Try it ▸
Every line of the data below needs to be reproduced exactly.

(Input data)

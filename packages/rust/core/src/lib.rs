//! Core pipeline orchestration and domain logic for PowerNI.
//!
//! This crate ties together report loading, rendering, page assembly and the
//! newsletter subscription store into end-to-end workflows (e.g., `render_site`).

pub mod ingest;
pub mod loader;
pub mod page;
pub mod pipeline;
pub mod subscription;

pub use ingest::{generate_report_files, report_from_text, write_report};
pub use loader::{FetchOptions, ReportSource, ReportState, load_report, load_report_state};
pub use page::{PageOptions, assemble_page, write_page};
pub use pipeline::{
    ProgressReporter, RenderConfig, RenderResult, SilentProgress, open_subscriptions,
    read_subscriptions, render_site, report_outline, subscriber_count,
};
pub use subscription::{
    SUCCESS_MESSAGE, SubscriptionError, SubscriptionStore, check_submission, is_valid_email,
};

(End Input data)

Answer to the exercise ▸
filename packages/rust/core/src/lib.rs
//! Core pipeline orchestration and domain logic for PowerNI.
//!
//! This crate ties together report loading, rendering, page assembly and the
//! newsletter subscription store into end-to-end workflows (e.g., `render_site`).

pub mod ingest;
pub mod loader;
pub mod page;
pub mod pipeline;
pub mod subscription;

pub use ingest::{generate_report_files, report_from_text, write_report};
pub use loader::{FetchOptions, ReportSource, ReportState, load_report, load_report_state};
pub use page::{PageOptions, assemble_page, write_page};
pub use pipeline::{
    ProgressReporter, RenderConfig, RenderResult, SilentProgress, open_subscriptions,
    read_subscriptions, render_site, report_outline, subscriber_count,
};
pub use subscription::{
    SUCCESS_MESSAGE, SubscriptionError, SubscriptionStore, check_submission, is_valid_email,
};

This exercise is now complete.